(Entries taken from a collection)
BEGIN

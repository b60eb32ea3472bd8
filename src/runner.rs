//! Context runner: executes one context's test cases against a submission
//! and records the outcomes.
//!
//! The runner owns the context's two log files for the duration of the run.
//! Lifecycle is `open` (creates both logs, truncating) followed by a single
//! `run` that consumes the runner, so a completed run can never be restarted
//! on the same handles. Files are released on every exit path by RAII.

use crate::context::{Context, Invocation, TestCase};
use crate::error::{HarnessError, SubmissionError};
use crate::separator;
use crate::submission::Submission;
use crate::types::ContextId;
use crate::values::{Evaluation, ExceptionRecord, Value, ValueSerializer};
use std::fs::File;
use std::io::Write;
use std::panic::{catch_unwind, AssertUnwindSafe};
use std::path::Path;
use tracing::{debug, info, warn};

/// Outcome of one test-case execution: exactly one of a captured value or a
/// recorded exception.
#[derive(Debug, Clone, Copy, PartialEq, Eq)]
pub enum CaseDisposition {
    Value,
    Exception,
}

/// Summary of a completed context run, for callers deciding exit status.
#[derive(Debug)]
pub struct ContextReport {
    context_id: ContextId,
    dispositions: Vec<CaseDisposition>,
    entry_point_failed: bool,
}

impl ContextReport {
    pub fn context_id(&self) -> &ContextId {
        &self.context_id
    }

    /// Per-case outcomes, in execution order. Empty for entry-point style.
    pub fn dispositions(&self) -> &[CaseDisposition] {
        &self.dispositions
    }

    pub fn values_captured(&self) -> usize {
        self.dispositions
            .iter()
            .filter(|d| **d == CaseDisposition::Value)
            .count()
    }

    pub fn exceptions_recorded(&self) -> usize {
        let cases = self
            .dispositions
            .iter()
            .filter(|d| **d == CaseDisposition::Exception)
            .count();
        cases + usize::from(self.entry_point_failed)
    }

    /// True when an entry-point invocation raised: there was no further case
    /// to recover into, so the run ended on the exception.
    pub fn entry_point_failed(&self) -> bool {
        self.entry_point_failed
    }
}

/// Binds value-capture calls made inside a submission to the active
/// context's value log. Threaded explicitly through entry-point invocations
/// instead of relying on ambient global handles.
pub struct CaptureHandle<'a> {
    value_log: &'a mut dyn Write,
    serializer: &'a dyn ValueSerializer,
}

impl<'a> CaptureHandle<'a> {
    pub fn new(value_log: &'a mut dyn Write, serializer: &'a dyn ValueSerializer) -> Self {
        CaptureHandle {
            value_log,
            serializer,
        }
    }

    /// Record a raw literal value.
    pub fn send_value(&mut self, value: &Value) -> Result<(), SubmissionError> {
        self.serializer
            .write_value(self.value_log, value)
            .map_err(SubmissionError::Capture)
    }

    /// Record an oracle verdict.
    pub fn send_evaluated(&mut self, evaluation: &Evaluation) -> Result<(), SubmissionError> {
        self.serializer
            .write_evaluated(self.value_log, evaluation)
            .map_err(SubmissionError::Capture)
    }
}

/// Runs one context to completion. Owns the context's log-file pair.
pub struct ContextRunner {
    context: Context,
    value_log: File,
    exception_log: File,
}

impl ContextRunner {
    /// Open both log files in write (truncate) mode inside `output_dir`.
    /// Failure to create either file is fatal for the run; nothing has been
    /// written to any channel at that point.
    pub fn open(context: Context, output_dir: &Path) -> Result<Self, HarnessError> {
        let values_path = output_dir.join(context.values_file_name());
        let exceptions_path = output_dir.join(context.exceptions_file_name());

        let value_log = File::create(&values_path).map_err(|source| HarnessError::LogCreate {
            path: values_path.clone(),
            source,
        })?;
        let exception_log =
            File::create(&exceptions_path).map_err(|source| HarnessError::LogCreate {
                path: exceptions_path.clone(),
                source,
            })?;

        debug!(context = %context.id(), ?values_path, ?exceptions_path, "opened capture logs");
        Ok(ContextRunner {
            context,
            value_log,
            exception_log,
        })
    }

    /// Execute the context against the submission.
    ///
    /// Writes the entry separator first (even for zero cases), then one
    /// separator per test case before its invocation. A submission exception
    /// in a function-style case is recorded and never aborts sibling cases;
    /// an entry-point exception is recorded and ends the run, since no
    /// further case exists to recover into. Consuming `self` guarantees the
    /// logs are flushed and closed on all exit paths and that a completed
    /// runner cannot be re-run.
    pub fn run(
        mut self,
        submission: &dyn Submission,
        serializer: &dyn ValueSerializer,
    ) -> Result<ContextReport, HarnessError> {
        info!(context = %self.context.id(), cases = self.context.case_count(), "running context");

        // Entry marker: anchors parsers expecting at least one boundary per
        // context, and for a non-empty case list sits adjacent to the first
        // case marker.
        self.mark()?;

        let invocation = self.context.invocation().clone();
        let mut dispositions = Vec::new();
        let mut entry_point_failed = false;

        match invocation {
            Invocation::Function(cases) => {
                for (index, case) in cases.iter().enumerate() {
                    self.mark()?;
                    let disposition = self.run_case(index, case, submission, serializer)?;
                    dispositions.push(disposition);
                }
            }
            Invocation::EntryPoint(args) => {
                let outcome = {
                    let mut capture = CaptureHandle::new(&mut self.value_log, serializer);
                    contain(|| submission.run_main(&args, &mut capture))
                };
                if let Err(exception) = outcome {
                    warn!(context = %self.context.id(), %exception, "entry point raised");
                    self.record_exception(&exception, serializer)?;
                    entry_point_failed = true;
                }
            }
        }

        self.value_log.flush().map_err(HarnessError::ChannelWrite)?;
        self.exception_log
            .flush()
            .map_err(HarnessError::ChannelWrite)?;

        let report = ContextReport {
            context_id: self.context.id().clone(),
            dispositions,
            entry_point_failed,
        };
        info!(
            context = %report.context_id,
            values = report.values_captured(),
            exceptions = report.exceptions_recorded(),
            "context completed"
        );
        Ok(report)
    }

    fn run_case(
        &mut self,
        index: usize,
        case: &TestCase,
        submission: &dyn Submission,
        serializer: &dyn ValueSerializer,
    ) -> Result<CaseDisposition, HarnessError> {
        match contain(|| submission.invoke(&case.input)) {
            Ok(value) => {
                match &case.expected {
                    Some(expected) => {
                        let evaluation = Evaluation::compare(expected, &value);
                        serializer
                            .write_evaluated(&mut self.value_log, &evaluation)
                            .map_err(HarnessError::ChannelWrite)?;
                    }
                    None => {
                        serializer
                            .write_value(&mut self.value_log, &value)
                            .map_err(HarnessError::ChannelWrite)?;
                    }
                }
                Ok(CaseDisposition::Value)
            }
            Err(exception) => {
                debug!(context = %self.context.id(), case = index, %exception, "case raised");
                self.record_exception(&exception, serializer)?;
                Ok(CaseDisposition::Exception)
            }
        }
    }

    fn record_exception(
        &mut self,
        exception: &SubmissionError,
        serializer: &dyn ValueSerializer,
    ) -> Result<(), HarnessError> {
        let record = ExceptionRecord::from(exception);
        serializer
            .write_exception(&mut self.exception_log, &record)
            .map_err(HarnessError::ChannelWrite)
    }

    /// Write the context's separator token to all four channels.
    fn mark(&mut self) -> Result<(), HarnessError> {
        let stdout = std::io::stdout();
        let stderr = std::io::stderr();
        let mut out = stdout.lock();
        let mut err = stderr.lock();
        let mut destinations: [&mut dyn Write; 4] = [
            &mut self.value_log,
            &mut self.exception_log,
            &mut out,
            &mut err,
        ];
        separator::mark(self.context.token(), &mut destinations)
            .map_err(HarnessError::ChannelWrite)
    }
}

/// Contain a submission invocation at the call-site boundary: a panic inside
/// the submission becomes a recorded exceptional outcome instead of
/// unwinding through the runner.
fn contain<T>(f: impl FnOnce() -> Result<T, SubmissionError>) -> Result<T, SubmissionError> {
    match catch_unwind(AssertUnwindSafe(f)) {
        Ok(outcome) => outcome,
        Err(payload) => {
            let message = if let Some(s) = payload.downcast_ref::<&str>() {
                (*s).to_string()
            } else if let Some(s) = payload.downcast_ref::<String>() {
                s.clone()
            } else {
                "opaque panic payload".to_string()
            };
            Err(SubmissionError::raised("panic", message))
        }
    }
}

END

Starting at the line that contains "against the submission." and stopping after the line that contains "let mut dispositions = Vec::new();", write out every line exactly as it appears above, and no other line.

**OUTPUT BELOW:**
    /// Execute the context against the submission.
    ///
    /// Writes the entry separator first (even for zero cases), then one
    /// separator per test case before its invocation. A submission exception
    /// in a function-style case is recorded and never aborts sibling cases;
    /// an entry-point exception is recorded and ends the run, since no
    /// further case exists to recover into. Consuming `self` guarantees the
    /// logs are flushed and closed on all exit paths and that a completed
    /// runner cannot be re-run.
    pub fn run(
        mut self,
        submission: &dyn Submission,
        serializer: &dyn ValueSerializer,
    ) -> Result<ContextReport, HarnessError> {
        info!(context = %self.context.id(), cases = self.context.case_count(), "running context");

        // Entry marker: anchors parsers expecting at least one boundary per
        // context, and for a non-empty case list sits adjacent to the first
        // case marker.
        self.mark()?;

        let invocation = self.context.invocation().clone();
        let mut dispositions = Vec::new();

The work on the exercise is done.